*** Opening DATA SUPPLIED ***

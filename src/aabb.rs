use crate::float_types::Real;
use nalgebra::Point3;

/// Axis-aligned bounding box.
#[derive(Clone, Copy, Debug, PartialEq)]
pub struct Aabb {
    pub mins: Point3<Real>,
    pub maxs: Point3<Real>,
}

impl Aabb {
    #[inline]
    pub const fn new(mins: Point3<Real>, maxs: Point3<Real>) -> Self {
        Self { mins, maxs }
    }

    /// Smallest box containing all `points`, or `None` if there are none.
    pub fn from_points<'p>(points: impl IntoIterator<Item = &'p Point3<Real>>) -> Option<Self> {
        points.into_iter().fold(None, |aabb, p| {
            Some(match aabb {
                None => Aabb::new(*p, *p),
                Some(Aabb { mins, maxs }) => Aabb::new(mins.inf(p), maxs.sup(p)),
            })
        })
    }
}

*** Closing DATA SUPPLIED ***

- **EXERCISE DETAILS**: Beginning with the line that contains "there are none.", repeat every line through the end of the records and nothing more.

- **RESPONSE AREA**:
    /// Smallest box containing all `points`, or `None` if there are none.
    pub fn from_points<'p>(points: impl IntoIterator<Item = &'p Point3<Real>>) -> Option<Self> {
        points.into_iter().fold(None, |aabb, p| {
            Some(match aabb {
                None => Aabb::new(*p, *p),
                Some(Aabb { mins, maxs }) => Aabb::new(mins.inf(p), maxs.sup(p)),
            })
        })
    }
}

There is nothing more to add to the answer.